**Exercise description**
Reproduce each line from the first in the data through the line that contains "pub fn transform(p: DVec2, position: DVec2, angle: f64)" exactly; give nothing else.
*** Opening of Supplied material ***
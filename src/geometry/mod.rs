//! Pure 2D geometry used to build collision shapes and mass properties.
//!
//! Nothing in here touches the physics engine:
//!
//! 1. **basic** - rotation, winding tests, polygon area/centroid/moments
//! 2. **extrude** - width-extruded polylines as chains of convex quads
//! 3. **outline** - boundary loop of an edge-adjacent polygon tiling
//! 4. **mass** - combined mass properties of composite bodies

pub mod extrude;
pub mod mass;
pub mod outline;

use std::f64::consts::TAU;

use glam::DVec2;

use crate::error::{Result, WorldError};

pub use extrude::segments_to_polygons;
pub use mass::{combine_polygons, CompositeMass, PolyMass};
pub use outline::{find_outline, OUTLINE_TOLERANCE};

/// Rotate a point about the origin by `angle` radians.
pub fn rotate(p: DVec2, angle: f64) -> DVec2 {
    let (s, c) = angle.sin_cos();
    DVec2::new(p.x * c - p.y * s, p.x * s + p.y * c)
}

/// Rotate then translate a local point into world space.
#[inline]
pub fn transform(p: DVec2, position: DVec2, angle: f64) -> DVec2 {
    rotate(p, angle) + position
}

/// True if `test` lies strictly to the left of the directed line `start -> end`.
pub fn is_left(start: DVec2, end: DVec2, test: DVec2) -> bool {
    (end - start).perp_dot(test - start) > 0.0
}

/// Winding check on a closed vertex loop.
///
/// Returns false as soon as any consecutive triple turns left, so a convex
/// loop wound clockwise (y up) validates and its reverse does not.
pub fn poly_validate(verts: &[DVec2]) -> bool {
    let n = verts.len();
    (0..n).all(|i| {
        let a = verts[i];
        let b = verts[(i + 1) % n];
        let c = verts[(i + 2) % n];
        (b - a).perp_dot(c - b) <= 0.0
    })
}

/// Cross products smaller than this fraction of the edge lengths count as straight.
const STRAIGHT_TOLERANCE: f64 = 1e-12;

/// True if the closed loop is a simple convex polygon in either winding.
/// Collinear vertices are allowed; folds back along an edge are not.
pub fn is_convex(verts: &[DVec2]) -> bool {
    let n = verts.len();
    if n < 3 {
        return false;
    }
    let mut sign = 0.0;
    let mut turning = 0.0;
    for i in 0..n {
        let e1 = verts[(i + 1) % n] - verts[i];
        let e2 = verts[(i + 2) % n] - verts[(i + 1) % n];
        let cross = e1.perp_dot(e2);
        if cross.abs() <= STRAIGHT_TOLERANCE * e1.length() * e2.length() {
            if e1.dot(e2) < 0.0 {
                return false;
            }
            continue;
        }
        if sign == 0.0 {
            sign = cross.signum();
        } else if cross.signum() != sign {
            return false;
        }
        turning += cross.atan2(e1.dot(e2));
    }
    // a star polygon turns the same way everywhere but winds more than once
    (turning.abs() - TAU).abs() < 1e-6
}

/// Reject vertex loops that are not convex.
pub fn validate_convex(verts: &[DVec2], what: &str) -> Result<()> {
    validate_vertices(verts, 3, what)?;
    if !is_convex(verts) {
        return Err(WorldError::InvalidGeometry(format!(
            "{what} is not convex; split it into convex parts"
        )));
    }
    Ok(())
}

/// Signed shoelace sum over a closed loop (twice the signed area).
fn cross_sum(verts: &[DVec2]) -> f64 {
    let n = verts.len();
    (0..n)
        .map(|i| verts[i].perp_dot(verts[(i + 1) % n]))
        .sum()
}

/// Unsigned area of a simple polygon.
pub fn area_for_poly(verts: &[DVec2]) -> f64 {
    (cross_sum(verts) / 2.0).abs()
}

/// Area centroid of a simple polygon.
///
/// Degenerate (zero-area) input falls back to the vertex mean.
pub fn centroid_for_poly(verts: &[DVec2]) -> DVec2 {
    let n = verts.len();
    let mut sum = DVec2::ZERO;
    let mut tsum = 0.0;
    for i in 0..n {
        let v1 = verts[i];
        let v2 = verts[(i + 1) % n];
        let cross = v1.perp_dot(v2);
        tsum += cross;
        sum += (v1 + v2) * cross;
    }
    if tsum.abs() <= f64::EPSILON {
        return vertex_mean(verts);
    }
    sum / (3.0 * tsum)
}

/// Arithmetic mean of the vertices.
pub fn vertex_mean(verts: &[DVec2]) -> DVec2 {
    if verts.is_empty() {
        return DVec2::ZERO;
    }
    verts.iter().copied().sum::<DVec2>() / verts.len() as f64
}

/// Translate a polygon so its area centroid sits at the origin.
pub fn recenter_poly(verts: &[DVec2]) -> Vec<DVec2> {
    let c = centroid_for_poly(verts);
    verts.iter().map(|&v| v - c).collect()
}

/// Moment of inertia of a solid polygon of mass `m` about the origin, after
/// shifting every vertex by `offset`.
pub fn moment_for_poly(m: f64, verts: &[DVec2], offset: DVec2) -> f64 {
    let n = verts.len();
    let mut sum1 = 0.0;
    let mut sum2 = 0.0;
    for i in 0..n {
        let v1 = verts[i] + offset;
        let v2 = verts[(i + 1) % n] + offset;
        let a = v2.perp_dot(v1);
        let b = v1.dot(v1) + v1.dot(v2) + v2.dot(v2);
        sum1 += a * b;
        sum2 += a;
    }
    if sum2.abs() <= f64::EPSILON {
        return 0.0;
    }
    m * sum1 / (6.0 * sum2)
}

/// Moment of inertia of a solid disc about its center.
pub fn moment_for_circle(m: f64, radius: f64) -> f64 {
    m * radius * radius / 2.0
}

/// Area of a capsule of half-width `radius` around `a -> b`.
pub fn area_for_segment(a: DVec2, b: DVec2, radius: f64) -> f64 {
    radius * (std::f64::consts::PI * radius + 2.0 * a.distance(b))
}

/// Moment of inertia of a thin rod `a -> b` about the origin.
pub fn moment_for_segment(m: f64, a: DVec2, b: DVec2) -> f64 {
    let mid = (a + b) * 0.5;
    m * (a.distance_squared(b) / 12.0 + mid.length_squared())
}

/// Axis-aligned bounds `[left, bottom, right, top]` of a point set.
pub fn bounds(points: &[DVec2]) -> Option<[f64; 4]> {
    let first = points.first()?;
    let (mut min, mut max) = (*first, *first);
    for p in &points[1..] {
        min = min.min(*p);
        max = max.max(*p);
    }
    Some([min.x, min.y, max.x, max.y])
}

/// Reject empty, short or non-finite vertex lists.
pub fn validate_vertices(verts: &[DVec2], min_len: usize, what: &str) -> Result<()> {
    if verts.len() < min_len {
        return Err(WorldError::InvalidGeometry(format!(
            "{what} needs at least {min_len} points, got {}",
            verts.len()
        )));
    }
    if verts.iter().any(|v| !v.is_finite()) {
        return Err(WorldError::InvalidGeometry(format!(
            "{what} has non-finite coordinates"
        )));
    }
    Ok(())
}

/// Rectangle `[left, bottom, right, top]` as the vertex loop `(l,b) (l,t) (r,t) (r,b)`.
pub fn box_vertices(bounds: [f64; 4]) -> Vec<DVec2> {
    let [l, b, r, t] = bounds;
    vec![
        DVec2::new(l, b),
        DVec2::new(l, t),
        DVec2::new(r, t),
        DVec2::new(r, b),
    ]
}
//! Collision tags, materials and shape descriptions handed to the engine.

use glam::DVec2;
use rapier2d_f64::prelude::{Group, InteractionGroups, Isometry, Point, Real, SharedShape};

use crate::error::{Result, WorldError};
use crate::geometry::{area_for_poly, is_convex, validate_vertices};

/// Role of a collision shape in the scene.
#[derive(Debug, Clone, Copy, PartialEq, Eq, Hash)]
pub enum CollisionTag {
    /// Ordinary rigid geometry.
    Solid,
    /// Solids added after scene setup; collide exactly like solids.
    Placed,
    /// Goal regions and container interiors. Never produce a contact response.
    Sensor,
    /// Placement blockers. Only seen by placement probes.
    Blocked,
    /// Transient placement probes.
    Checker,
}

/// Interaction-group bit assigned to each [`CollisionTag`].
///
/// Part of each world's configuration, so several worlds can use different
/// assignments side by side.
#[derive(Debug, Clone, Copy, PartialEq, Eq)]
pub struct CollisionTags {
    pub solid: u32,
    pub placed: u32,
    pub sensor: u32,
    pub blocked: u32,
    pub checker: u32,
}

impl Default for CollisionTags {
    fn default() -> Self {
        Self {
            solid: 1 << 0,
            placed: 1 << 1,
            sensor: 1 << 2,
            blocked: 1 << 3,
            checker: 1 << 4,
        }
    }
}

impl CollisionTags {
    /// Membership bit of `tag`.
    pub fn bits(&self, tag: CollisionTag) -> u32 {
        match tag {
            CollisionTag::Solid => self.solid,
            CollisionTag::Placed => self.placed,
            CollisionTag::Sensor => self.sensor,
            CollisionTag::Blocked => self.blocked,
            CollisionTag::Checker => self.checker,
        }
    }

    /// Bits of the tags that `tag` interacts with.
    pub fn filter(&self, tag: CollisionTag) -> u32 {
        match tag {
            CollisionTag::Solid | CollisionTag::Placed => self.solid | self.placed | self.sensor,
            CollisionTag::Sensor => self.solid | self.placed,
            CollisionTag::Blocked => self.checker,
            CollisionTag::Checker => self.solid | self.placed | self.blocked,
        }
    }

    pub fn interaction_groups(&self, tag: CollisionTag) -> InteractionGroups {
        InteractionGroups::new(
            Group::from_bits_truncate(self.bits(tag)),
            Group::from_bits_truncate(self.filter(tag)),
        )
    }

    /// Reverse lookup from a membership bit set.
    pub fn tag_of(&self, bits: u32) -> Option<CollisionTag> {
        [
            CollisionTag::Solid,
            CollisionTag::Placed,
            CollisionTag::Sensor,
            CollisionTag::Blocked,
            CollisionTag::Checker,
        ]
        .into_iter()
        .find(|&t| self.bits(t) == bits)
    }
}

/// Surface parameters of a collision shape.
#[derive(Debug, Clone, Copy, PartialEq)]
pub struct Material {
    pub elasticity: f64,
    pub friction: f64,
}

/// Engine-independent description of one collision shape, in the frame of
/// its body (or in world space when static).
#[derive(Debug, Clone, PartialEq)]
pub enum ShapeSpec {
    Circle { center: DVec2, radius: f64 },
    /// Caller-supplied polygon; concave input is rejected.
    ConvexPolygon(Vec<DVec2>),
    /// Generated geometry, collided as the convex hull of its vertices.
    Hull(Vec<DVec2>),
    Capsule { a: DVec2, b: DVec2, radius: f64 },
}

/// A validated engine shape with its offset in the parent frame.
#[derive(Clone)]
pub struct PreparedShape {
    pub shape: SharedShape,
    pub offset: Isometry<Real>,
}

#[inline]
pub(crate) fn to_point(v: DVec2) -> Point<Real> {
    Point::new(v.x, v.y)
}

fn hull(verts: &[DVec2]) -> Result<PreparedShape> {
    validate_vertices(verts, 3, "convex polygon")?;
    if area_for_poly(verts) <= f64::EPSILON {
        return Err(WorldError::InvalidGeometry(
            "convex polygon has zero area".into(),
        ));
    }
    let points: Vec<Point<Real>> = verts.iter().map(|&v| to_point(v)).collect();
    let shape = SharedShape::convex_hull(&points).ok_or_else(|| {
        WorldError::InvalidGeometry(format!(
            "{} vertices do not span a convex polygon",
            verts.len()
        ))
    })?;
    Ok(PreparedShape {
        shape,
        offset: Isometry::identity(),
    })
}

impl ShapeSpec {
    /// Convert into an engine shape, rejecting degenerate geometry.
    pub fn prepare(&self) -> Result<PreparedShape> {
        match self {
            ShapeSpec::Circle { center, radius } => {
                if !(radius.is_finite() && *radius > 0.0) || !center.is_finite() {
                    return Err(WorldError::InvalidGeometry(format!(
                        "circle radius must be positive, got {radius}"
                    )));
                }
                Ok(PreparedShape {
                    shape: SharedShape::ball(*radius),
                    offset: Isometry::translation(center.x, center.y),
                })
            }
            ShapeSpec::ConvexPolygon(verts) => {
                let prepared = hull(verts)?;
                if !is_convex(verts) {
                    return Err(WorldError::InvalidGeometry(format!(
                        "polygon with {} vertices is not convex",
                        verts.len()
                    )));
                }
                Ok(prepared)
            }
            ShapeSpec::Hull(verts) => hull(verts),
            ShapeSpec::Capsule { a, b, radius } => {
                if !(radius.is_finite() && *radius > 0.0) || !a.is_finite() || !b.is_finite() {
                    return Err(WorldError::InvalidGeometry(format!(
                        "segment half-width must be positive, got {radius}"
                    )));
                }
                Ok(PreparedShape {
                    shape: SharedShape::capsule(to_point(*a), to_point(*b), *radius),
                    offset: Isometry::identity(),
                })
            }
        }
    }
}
*** Close of Supplied material ***
**Reply**
filename src/geometry/mod.rs
//! Pure 2D geometry used to build collision shapes and mass properties.
//!
//! Nothing in here touches the physics engine:
//!
//! 1. **basic** - rotation, winding tests, polygon area/centroid/moments
//! 2. **extrude** - width-extruded polylines as chains of convex quads
//! 3. **outline** - boundary loop of an edge-adjacent polygon tiling
//! 4. **mass** - combined mass properties of composite bodies

pub mod extrude;
pub mod mass;
pub mod outline;

use std::f64::consts::TAU;

use glam::DVec2;

use crate::error::{Result, WorldError};

pub use extrude::segments_to_polygons;
pub use mass::{combine_polygons, CompositeMass, PolyMass};
pub use outline::{find_outline, OUTLINE_TOLERANCE};

/// Rotate a point about the origin by `angle` radians.
pub fn rotate(p: DVec2, angle: f64) -> DVec2 {
    let (s, c) = angle.sin_cos();
    DVec2::new(p.x * c - p.y * s, p.x * s + p.y * c)
}

/// Rotate then translate a local point into world space.
#[inline]
pub fn transform(p: DVec2, position: DVec2, angle: f64) -> DVec2 {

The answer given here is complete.